Trois décennies plus tard, dans un contexte marqué par des avances majeures, notamment en termes de recours à la contraception (United Nations, 2019), mais aussi de reculs, comme l’infirmation de l’arrêt Roe v. Wade aux Etats-Unis rendant l’avortement illégal dans une vingtaine d’Etats (The New York Times, 2022) ou l’introduction de politiques d’encouragement à la natalité au Japon (Mesmer, 2023), qu’en est-il de l’effectivité de ces droits à travers le monde, et quelles perspectives futures sont à envisager ? A travers l’organisation d’un cycle de conférences sur l’année universitaire 2024-2025 (voir le programme à titre indicatif ci-dessous), et de plusieurs évènements tels que la projection de films et l’interventions d’artistes et d’acteur∙rices de la société civile engagé·es dans la promotion des droits sexuels et reproductifs, nous aborderons notamment les points suivants :

·         Le consensus trouvé lors du PAC à propos de l’avortement, qui consiste à ne pas promouvoir la légalisation de l’avortement mais à inciter les Etats à offrir des services de soins post-avortement (Nations Unies, 1995), n’a-t-il pas conduit à une lente remise en cause de ce droit, y compris dans les Etats où il était déjà légal ?

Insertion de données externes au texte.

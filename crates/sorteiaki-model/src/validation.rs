use std::fmt::{Display, Formatter};

#[derive(Debug, Clone, PartialEq, Eq)]
pub struct ValidationError(pub String);

impl Display for ValidationError {
    fn fmt(&self, f: &mut Formatter<'_>) -> std::fmt::Result {
        write!(f, "{}", self.0)
    }
}

impl std::error::Error for ValidationError {}
use std::fmt;

use sorteiaki_model::{Participant, RaffleResult, RaffleState};
use tracing::debug;

use crate::DrawOutcome;

pub const DEFAULT_COUNTDOWN_TICKS: u8 = 3;

#[derive(Debug, Clone, Copy, PartialEq, Eq)]
pub struct TransitionError {
    pub from: RaffleState,
    pub to: RaffleState,
}

impl fmt::Display for TransitionError {
    fn fmt(&self, f: &mut fmt::Formatter<'_>) -> fmt::Result {
        write!(f, "invalid raffle transition {} -> {}", self.from, self.to)
    }
}

impl std::error::Error for TransitionError {}

/// Presentation-side driver for one run at a time.
///
/// Holds the result between `Processing` and the return to `Idle`, counts
/// the countdown down and hands winners out one by one for the reveal.
#[derive(Debug, Clone)]
pub struct RaffleSession {
    state: RaffleState,
    countdown_ticks: u8,
    remaining: u8,
    result: Option<RaffleResult>,
    revealed: usize,
}

impl Default for RaffleSession {
    fn default() -> Self {
        Self::new(DEFAULT_COUNTDOWN_TICKS)
    }
}

impl RaffleSession {
    #[must_use]
    pub fn new(countdown_ticks: u8) -> Self {
        Self {
            state: RaffleState::Idle,
            countdown_ticks,
            remaining: 0,
            result: None,
            revealed: 0,
        }
    }

    #[must_use]
    pub const fn state(&self) -> RaffleState {
        self.state
    }

    #[must_use]
    pub const fn remaining_ticks(&self) -> u8 {
        self.remaining
    }

    #[must_use]
    pub fn result(&self) -> Option<&RaffleResult> {
        self.result.as_ref()
    }

    fn transition(&mut self, to: RaffleState) -> Result<(), TransitionError> {
        if !self.state.can_transition_to(to) {
            return Err(TransitionError {
                from: self.state,
                to,
            });
        }
        debug!(from = %self.state, to = %to, "raffle state");
        self.state = to;
        Ok(())
    }

    pub fn begin_connect(&mut self) -> Result<(), TransitionError> {
        self.transition(RaffleState::Connecting)
    }

    pub fn media_listed(&mut self) -> Result<(), TransitionError> {
        self.transition(RaffleState::SelectingMedia)
    }

    pub fn begin_processing(&mut self) -> Result<(), TransitionError> {
        self.transition(RaffleState::Processing)
    }

    /// Leaves `Processing` with the outcome of the draw.
    ///
    /// A drawn result starts the countdown (or reveals straight away when the
    /// session has zero ticks); an empty pool returns to `Idle`.
    pub fn finish_processing(&mut self, outcome: DrawOutcome) -> Result<(), TransitionError> {
        if self.state != RaffleState::Processing {
            let to = match outcome {
                DrawOutcome::NoEligibleParticipants { .. } => RaffleState::Idle,
                DrawOutcome::Drawn { .. } => RaffleState::Countdown,
            };
            return Err(TransitionError {
                from: self.state,
                to,
            });
        }
        match outcome {
            DrawOutcome::NoEligibleParticipants { .. } => self.transition(RaffleState::Idle),
            DrawOutcome::Drawn { result, .. } => {
                self.transition(RaffleState::Countdown)?;
                self.result = Some(result);
                self.revealed = 0;
                self.remaining = self.countdown_ticks;
                if self.remaining == 0 {
                    self.transition(RaffleState::Revealed)?;
                }
                Ok(())
            }
        }
    }

    /// Advances the countdown by one tick and returns the ticks left.
    pub fn tick(&mut self) -> Result<u8, TransitionError> {
        if self.state != RaffleState::Countdown {
            return Err(TransitionError {
                from: self.state,
                to: RaffleState::Revealed,
            });
        }
        self.remaining = self.remaining.saturating_sub(1);
        if self.remaining == 0 {
            self.transition(RaffleState::Revealed)?;
        }
        Ok(self.remaining)
    }

    /// Reveals the next winner, or `None` once all are shown.
    pub fn reveal_next(&mut self) -> Option<&Participant> {
        if self.state != RaffleState::Revealed {
            return None;
        }
        let winner = self.result.as_ref()?.winners().get(self.revealed)?;
        self.revealed += 1;
        Some(winner)
    }

    #[must_use]
    pub fn revealed_winners(&self) -> &[Participant] {
        match (&self.result, self.state) {
            (Some(result), RaffleState::Revealed) => &result.winners()[..self.revealed],
            _ => &[],
        }
    }

    /// Returns to `Idle`, discarding any held result.
    pub fn reset(&mut self) -> Result<(), TransitionError> {
        self.transition(RaffleState::Idle)?;
        self.result = None;
        self.revealed = 0;
        self.remaining = 0;
        Ok(())
    }
}
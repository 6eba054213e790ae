// SPDX-License-Identifier: Apache-2.0

use std::fs;
use std::io::ErrorKind;
use std::path::{Path, PathBuf};

use async_trait::async_trait;
use serde::de::DeserializeOwned;
use sorteiaki_model::{EngagementType, MediaId, MediaItem, Participant};
use tracing::{debug, instrument};

use crate::{AccessToken, EngagementProvider, ProviderError};

pub const MEDIA_FILE: &str = "media.json";
pub const PARTICIPANTS_DIR: &str = "participants";
/// Credential handed out when no token is configured.
pub const FIXTURE_CREDENTIAL: &str = "fixture-local";

/// Serves media and participants from JSON files under one directory:
///
/// ```text
/// <root>/media.json
/// <root>/participants/<media_id>/comments.json
/// <root>/participants/<media_id>/likes.json
/// ```
///
/// A missing participant file is an empty pool.
#[derive(Debug, Clone)]
pub struct FixtureProvider {
    root: PathBuf,
    credential: Option<AccessToken>,
}

impl FixtureProvider {
    #[must_use]
    pub fn new(root: PathBuf) -> Self {
        Self {
            root,
            credential: None,
        }
    }

    #[must_use]
    pub fn with_credential(mut self, credential: Option<AccessToken>) -> Self {
        self.credential = credential;
        self
    }

    #[must_use]
    pub fn root(&self) -> &Path {
        &self.root
    }

    fn participants_path(&self, media_id: &MediaId, file: &str) -> PathBuf {
        self.root
            .join(PARTICIPANTS_DIR)
            .join(media_id.as_str())
            .join(file)
    }
}

fn read_json<T: DeserializeOwned>(path: &Path) -> Result<Option<T>, ProviderError> {
    let bytes = match fs::read(path) {
        Ok(bytes) => bytes,
        Err(e) if e.kind() == ErrorKind::NotFound => return Ok(None),
        Err(e) => {
            return Err(ProviderError::Io(format!(
                "read {} failed: {e}",
                path.display()
            )))
        }
    };
    serde_json::from_slice(&bytes)
        .map(Some)
        .map_err(|e| ProviderError::Decode(format!("parse {} failed: {e}", path.display())))
}

#[async_trait]
impl EngagementProvider for FixtureProvider {
    fn provider_tag(&self) -> &'static str {
        "fixture"
    }

    async fn authenticate(&self) -> Result<Option<AccessToken>, ProviderError> {
        Ok(self
            .credential
            .clone()
            .or_else(|| AccessToken::new(FIXTURE_CREDENTIAL)))
    }

    #[instrument(name = "fixture_list_media", skip(self, _credential), fields(root = %self.root.display()))]
    async fn list_media(&self, _credential: &AccessToken) -> Result<Vec<MediaItem>, ProviderError> {
        let path = self.root.join(MEDIA_FILE);
        read_json(&path)?.ok_or_else(|| {
            ProviderError::Io(format!("media list {} does not exist", path.display()))
        })
    }

    #[instrument(name = "fixture_fetch_participants", skip(self, _credential))]
    async fn fetch_participants(
        &self,
        media_id: &MediaId,
        engagement_type: EngagementType,
        _credential: &AccessToken,
    ) -> Result<Vec<Participant>, ProviderError> {
        let file = match engagement_type {
            EngagementType::Comments => "comments.json",
            EngagementType::Likes => "likes.json",
            other => {
                return Err(ProviderError::Unsupported(format!(
                    "engagement type {other}"
                )))
            }
        };
        let path = self.participants_path(media_id, file);
        let participants: Vec<Participant> = read_json(&path)?.unwrap_or_default();
        debug!(path = %path.display(), count = participants.len(), "fixture participants");
        Ok(participants)
    }
}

·         Si la définition des droits sexuels et reproductifs mentionne que « tous les couples et d[l]es individus [ont le droit fondamental] de décider librement et avec discernement du nombre de leurs enfants et de l’espacement de leurs naissances », force est de constater qu’à travers cette formulation il s’agit davantage de donner accès à la contraception qu’aux techniques d’aides à la procréation. Quel est aujourd’hui l’accès réel aux technologies d’aides à la procréation notamment pour les personnes racisées et les minorités LGBTQI+ ?

·         Les technologies de reproduction telles que les échographies ou les diagnostics préimplantatoires se sont développées depuis les années 1980 et ont permis de grands progrès en termes de dépistage en santé maternelle et néonatale. Néanmoins, leur usage a aussi été détourné pour faciliter le recours à la sélection sexuelle prénatale et à l’élimination de fœtus féminins à l’échelle populationnelle dans certains pays (Bongaarts et Guilmoto, 2015). Comment prendre en compte ce risque tout en assurant le développement et l’accès aux technologies améliorant les droits reproductifs pour toutes et tous ?

·         Le mouvement #metoo a eu pour effet de révéler au grand public l’ampleur des violences de genre. Alors que le PAC mettait l’accent sur l’égalité entre les sexes, quelle est aujourd’hui la réelle place accordée à la lutte contre ces violences dans les politiques de santé sexuelle et reproductive ?

·         Le PAC, en mettant l’accent sur le développement de services en santé sexuelle et reproductive, n’envisageait pas de potentiels effets délétères pour la santé des femmes et des enfants, telle que l’épidémie de césariennes observée dans le monde (Betran et al., 2021 ; Ye et al., 2015). Plus généralement, se pose la question de la lutte contre les violences obstétricales et gynécologiques qui sont dénoncées depuis les années 2000 en Amérique latine, et depuis les années 2010 en France.

Tous ces aspects permettront in fine d’interroger le concept de « justice reproductive » (Ross et Solinger, 2019) davantage mobilisé aujourd’hui dans les recherches féministes pour mieux rendre compte des discriminations et violences à l’encontre des femmes minorisées et des minorités sexuelles.